Task item: A line qualifies if it holds the string "trace". Copy every qualifying line from the records.

*** Given records Section Begins ***

use crate::query::{FieldCatalog, FieldKind, LabelMatcher, QueryDefaults, QueryParameters};

use super::logql::{JsonStage, LineFilter, LogSelector};

const APP_LABEL: &str = "app";
const FLOW_DIRECTION_LABEL: &str = "FlowDirection";

/// A backend query ready to send, built once per request
#[derive(Debug, Clone, PartialEq, Eq)]
pub struct CompiledQuery {
    pub query: String,
    pub range_seconds: u64,
    pub limit: u32,
    pub start: Option<i64>,
    pub end: Option<i64>,
    pub step_seconds: Option<u64>,
}

impl CompiledQuery {
    /// Outbound `query_range` parameters
    pub fn query_pairs(&self) -> Vec<(&'static str, String)> {
        let mut pairs = vec![("query", self.query.clone())];
        if let Some(start) = self.start {
            pairs.push(("start", start.to_string()));
        }
        if let Some(end) = self.end {
            pairs.push(("end", end.to_string()));
        }
        pairs.push(("limit", self.limit.to_string()));
        if let Some(step) = self.step_seconds {
            pairs.push(("step", format!("{}s", step)));
        }
        pairs
    }
}

/// Compiles flow log queries: stream selector plus filters
pub struct FlowQueryBuilder<'a> {
    defaults: &'a QueryDefaults,
    catalog: &'a FieldCatalog,
}

impl<'a> FlowQueryBuilder<'a> {
    pub fn new(defaults: &'a QueryDefaults, catalog: &'a FieldCatalog) -> Self {
        Self { defaults, catalog }
    }

    pub fn defaults(&self) -> &QueryDefaults {
        self.defaults
    }

    /// Route every filter to the pipeline stage able to evaluate it
    ///
    /// `force_json` keeps the `json` stage even without json filters, which
    /// metric queries need to unwrap fields.
    pub fn selector(&self, params: &QueryParameters, force_json: bool) -> LogSelector {
        let mut matchers = vec![LabelMatcher::equal(APP_LABEL, &self.defaults.app_label)];
        if let Some(direction) = params.reporter().flow_direction() {
            matchers.push(LabelMatcher::equal(FLOW_DIRECTION_LABEL, direction));
        }

        let mut line_filters = Vec::new();
        let mut json_filters = Vec::new();
        for filter in params.filters() {
            match self.catalog.classify(filter.key()) {
                FieldKind::Label => matchers.push(filter.label_matcher()),
                FieldKind::Ip => json_filters.push(filter.ip_matchers()),
                kind => line_filters.push(LineFilter(filter.line_regex(kind))),
            }
        }

        let json = (force_json || !json_filters.is_empty()).then_some(JsonStage {
            filters: json_filters,
        });

        LogSelector {
            matchers,
            line_filters,
            json,
        }
    }

    pub fn build(&self, params: &QueryParameters) -> CompiledQuery {
        let selector = self.selector(params, false);
        let compiled = CompiledQuery {
            query: selector.to_string(),
            range_seconds: params.resolve_range(self.defaults),
            limit: params.resolve_limit(self.defaults),
            start: params.start(),
            end: params.end(),
            step_seconds: None,
        };
        tracing::debug!(logql = %compiled.query, limit = compiled.limit, "Compiled flow query");
        compiled
    }
}
use axum::{extract::State, http::StatusCode, response::IntoResponse};
use metrics_exporter_prometheus::PrometheusHandle;
use std::sync::Arc;

/// Handle the gateway's own metrics endpoint
pub async fn metrics(State(handle): State<Arc<PrometheusHandle>>) -> impl IntoResponse {
    (StatusCode::OK, handle.render())
}
use reqwest::{Client, StatusCode};
use std::time::Duration;

use crate::{
    config::LokiConfig,
    converters::loki::{loki_error_message, raw_response},
    error::AppError,
    metrics::CallObserver,
    models::NormalizedResponse,
};

use super::flow_query::CompiledQuery;

pub const QUERY_RANGE_PATH: &str = "/loki/api/v1/query_range";

/// Run a compiled query against Loki's `query_range` endpoint
///
/// The request is sent without credentials.
pub async fn query_range(
    client: &Client,
    config: &LokiConfig,
    query: &CompiledQuery,
) -> Result<NormalizedResponse, AppError> {
    let url = format!("{}{}", config.url.trim_end_matches('/'), QUERY_RANGE_PATH);
    let mut observer = CallObserver::start("loki");

    tracing::debug!(url = %url, logql = %query.query, "Querying Loki");

    let response = client
        .get(&url)
        .query(&query.query_pairs())
        .timeout(Duration::from_secs(config.timeout_seconds))
        .send()
        .await
        .map_err(|e| {
            tracing::error!(error = %e, "Loki request failed");
            AppError::BackendUnavailable(e.to_string())
        })?;

    let status = response.status();

    let body = response.bytes().await.map_err(|e| {
        tracing::error!(error = %e, "Failed to read Loki response");
        AppError::BackendUnavailable(e.to_string())
    })?;

    if status != StatusCode::OK {
        let message = loki_error_message(&body, status);
        tracing::warn!(status = status.as_u16(), message = %message, "Loki returned an error");
        return Err(AppError::BackendUnavailable(message));
    }

    observer.set_code(StatusCode::OK.as_u16());
    tracing::trace!(bytes = body.len(), "Loki response received");
    Ok(raw_response(body))
}
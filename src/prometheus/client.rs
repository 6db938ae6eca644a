use axum::http::StatusCode;
use chrono::{Duration as ChronoDuration, Utc};
use serde::de::DeserializeOwned;
use thiserror::Error;

use crate::{
    converters::prometheus::{label_values as distinct_label_values, matrix_to_response},
    error::AppError,
    metrics::CallObserver,
    models::{
        prometheus::{ApiResponse, PromValue},
        QueryResponse,
    },
};

use super::{query::PromQuery, transport::PrometheusClient};

const QUERY_RANGE_PATH: &str = "/api/v1/query_range";
const LABEL_VALUES_LOOKBACK_HOURS: i64 = 3;

/// Error categories reported by the Prometheus HTTP API
#[derive(Debug, Clone, Copy, PartialEq, Eq)]
pub enum PromErrorKind {
    Timeout,
    Canceled,
    Execution,
    BadData,
    Internal,
    Unavailable,
    NotFound,
    BadResponse,
    Server,
    Client,
}

impl PromErrorKind {
    pub fn as_str(&self) -> &'static str {
        match self {
            Self::Timeout => "timeout",
            Self::Canceled => "canceled",
            Self::Execution => "execution",
            Self::BadData => "bad_data",
            Self::Internal => "internal",
            Self::Unavailable => "unavailable",
            Self::NotFound => "not_found",
            Self::BadResponse => "bad_response",
            Self::Server => "server_error",
            Self::Client => "client_error",
        }
    }

    /// Map an `errorType` from a JSON error body
    fn from_api(error_type: &str) -> Self {
        match error_type {
            "timeout" => Self::Timeout,
            "canceled" => Self::Canceled,
            "execution" => Self::Execution,
            "bad_data" => Self::BadData,
            "internal" => Self::Internal,
            "unavailable" => Self::Unavailable,
            "not_found" => Self::NotFound,
            _ => Self::BadResponse,
        }
    }
}

impl std::fmt::Display for PromErrorKind {
    fn fmt(&self, f: &mut std::fmt::Formatter<'_>) -> std::fmt::Result {
        f.write_str(self.as_str())
    }
}

#[derive(Debug, Clone, Error)]
#[error("{kind}: {message}")]
pub struct PromError {
    pub kind: PromErrorKind,
    pub message: String,
}

impl PromError {
    fn new(kind: PromErrorKind, message: impl Into<String>) -> Self {
        Self {
            kind,
            message: message.into(),
        }
    }
}

/// Status code for a failed metrics call
///
/// Auth failures are only recognizable from the text of a client error.
pub fn classify(err: &PromError) -> StatusCode {
    if err.kind == PromErrorKind::Client {
        if err.message.contains("401") {
            return StatusCode::UNAUTHORIZED;
        }
        if err.message.contains("403") {
            return StatusCode::FORBIDDEN;
        }
    }
    StatusCode::SERVICE_UNAVAILABLE
}

/// Statuses whose body is a regular API envelope rather than an opaque error
fn is_api_error(status: StatusCode) -> bool {
    matches!(
        status,
        StatusCode::BAD_REQUEST | StatusCode::UNPROCESSABLE_ENTITY | StatusCode::SERVICE_UNAVAILABLE
    )
}

/// GET an API endpoint and unwrap its envelope
async fn api_get<T: DeserializeOwned>(
    client: &PrometheusClient,
    path: &str,
    params: &[(&str, String)],
) -> Result<(T, Vec<String>), PromError> {
    let response = client
        .http()
        .get(client.endpoint(path))
        .query(params)
        .send()
        .await
        .map_err(|e| {
            let kind = if e.is_timeout() {
                PromErrorKind::Timeout
            } else {
                PromErrorKind::Unavailable
            };
            PromError::new(kind, e.to_string())
        })?;

    let status = response.status();
    if !status.is_success() && !is_api_error(status) {
        let (kind, label) = if status.is_client_error() {
            (PromErrorKind::Client, "client error")
        } else {
            (PromErrorKind::Server, "server error")
        };
        return Err(PromError::new(kind, format!("{}: {}", label, status.as_u16())));
    }

    let body = response
        .bytes()
        .await
        .map_err(|e| PromError::new(PromErrorKind::Unavailable, e.to_string()))?;
    let envelope: ApiResponse<T> = serde_json::from_slice(&body)
        .map_err(|e| PromError::new(PromErrorKind::BadResponse, e.to_string()))?;

    if envelope.status == "error" {
        let kind = envelope
            .error_type
            .as_deref()
            .map(PromErrorKind::from_api)
            .unwrap_or(PromErrorKind::BadResponse);
        return Err(PromError::new(kind, envelope.error.unwrap_or_default()));
    }
    if is_api_error(status) {
        return Err(PromError::new(
            PromErrorKind::BadResponse,
            "inconsistent body for response code",
        ));
    }

    let data = envelope
        .data
        .ok_or_else(|| PromError::new(PromErrorKind::BadResponse, "missing data in response"))?;
    Ok((data, envelope.warnings))
}

/// Execute a range query, returning the backend's native result
pub async fn query_range(client: &PrometheusClient, query: &PromQuery) -> Result<PromValue, PromError> {
    let mut observer = CallObserver::start("prometheus");

    tracing::debug!(
        promql = %query.promql,
        start = query.start,
        end = query.end,
        step = query.step_seconds,
        "Executing Prometheus range query"
    );

    match api_get::<PromValue>(client, QUERY_RANGE_PATH, &query.query_pairs()).await {
        Ok((value, warnings)) => {
            observer.set_code(StatusCode::OK.as_u16());
            if !warnings.is_empty() {
                tracing::info!(warnings = ?warnings, "Prometheus range query warnings");
            }
            tracing::trace!(result_type = value.kind(), "Prometheus range query result");
            Ok(value)
        }
        Err(err) => {
            observer.set_code(classify(&err).as_u16());
            Err(err)
        }
    }
}

/// Execute a range query and convert the matrix into the uniform response
pub async fn query_matrix(
    client: &PrometheusClient,
    query: &PromQuery,
) -> Result<QueryResponse, AppError> {
    let value = query_range(client, query).await.map_err(|err| {
        tracing::error!(error = %err, "Error in QueryMatrix");
        AppError::from_status(classify(&err), format!("error from Prometheus query: {}", err))
    })?;

    matrix_to_response(value)
}

/// Distinct values of one label over the last three hours
pub async fn label_values(
    client: &PrometheusClient,
    label: &str,
    matches: &[String],
) -> Result<Vec<String>, AppError> {
    let mut observer = CallObserver::start("prometheus");
    tracing::debug!(label = %label, "GetLabelValues");

    let end = Utc::now();
    let start = end - ChronoDuration::hours(LABEL_VALUES_LOOKBACK_HOURS);
    let mut params: Vec<(&str, String)> = matches.iter().map(|m| ("match[]", m.clone())).collect();
    params.push(("start", start.timestamp().to_string()));
    params.push(("end", end.timestamp().to_string()));

    let path = format!("/api/v1/label/{}/values", label);
    let (values, warnings) = api_get::<Vec<String>>(client, &path, &params)
        .await
        .map_err(|err| {
            tracing::error!(error = %err, label = %label, "Error in GetLabelValues");
            AppError::BackendUnavailable(format!("error from Prometheus query: {}", err))
        })?;

    observer.set_code(StatusCode::OK.as_u16());
    if !warnings.is_empty() {
        tracing::info!(warnings = ?warnings, "GetLabelValues warnings");
    }

    Ok(distinct_label_values(values))
}
use axum::http::HeaderMap;
use reqwest::{
    header::{HeaderValue, AUTHORIZATION},
    Certificate, Client,
};
use std::{fs, path::Path, time::Duration};

use crate::{auth, config::PrometheusConfig, error::AppError};

/// Where the bearer token of an outbound call comes from
#[derive(Debug, Clone, PartialEq, Eq)]
pub enum Credentials {
    /// The caller's own token
    Forwarded(String),
    /// Content of the configured token file
    TokenFile(String),
    None,
}

/// HTTP client bound to one metrics backend and one set of credentials
#[derive(Debug, Clone)]
pub struct PrometheusClient {
    http: Client,
    base_url: String,
}

impl PrometheusClient {
    pub fn http(&self) -> &Client {
        &self.http
    }

    pub fn endpoint(&self, path: &str) -> String {
        format!("{}{}", self.base_url.trim_end_matches('/'), path)
    }
}

/// Pick the credentials of an outbound call
///
/// Forwarding mode is exclusive: a caller without a bearer token is sent
/// unauthenticated and never gets the token file.
pub fn resolve_credentials(
    config: &PrometheusConfig,
    headers: &HeaderMap,
) -> Result<Credentials, AppError> {
    if config.forward_user_token {
        return Ok(match auth::bearer_token(headers) {
            Some(token) => Credentials::Forwarded(token.to_string()),
            None => {
                tracing::debug!("Missing Authorization token in user request");
                Credentials::None
            }
        });
    }

    if let Some(path) = &config.token_path {
        return read_token_file(path).map(Credentials::TokenFile);
    }

    Ok(Credentials::None)
}

fn read_token_file(path: &Path) -> Result<String, AppError> {
    let token = fs::read_to_string(path).map_err(|e| {
        AppError::ConfigError(format!(
            "failed to read authorization token '{}': {}",
            path.display(),
            e
        ))
    })?;
    Ok(token.trim().to_string())
}

/// Build a client for one request
///
/// Nothing is cached: the token file is re-read and TLS settings re-applied
/// on every call, so rotated credentials take effect immediately.
pub fn build_client(
    config: &PrometheusConfig,
    headers: &HeaderMap,
) -> Result<PrometheusClient, AppError> {
    let mut builder = Client::builder()
        .timeout(Duration::from_secs(config.timeout_seconds))
        .danger_accept_invalid_certs(config.skip_tls);

    if let Some(ca_path) = &config.ca_path {
        let pem = fs::read(ca_path).map_err(|e| {
            AppError::ConfigError(format!(
                "failed to read CA bundle '{}': {}",
                ca_path.display(),
                e
            ))
        })?;
        let cert = Certificate::from_pem(&pem).map_err(|e| {
            AppError::ConfigError(format!("invalid CA bundle '{}': {}", ca_path.display(), e))
        })?;
        builder = builder.add_root_certificate(cert);
    }

    let token = match resolve_credentials(config, headers)? {
        Credentials::Forwarded(token) | Credentials::TokenFile(token) => Some(token),
        Credentials::None => None,
    };

    if let Some(token) = token {
        let mut value = HeaderValue::from_str(&format!("Bearer {}", token))
            .map_err(|_| AppError::ConfigError("bearer token is not a valid header value".to_string()))?;
        value.set_sensitive(true);

        let mut default_headers = reqwest::header::HeaderMap::new();
        default_headers.insert(AUTHORIZATION, value);
        builder = builder.default_headers(default_headers);
    }

    let http = builder
        .build()
        .map_err(|e| AppError::ConfigError(format!("failed to build HTTP client: {}", e)))?;

    Ok(PrometheusClient {
        http,
        base_url: config.url.clone(),
    })
}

*** Given records Section Ends ***

Exercise output:
    tracing::trace!(bytes = body.len(), "Loki response received");
            tracing::trace!(result_type = value.kind(), "Prometheus range query result");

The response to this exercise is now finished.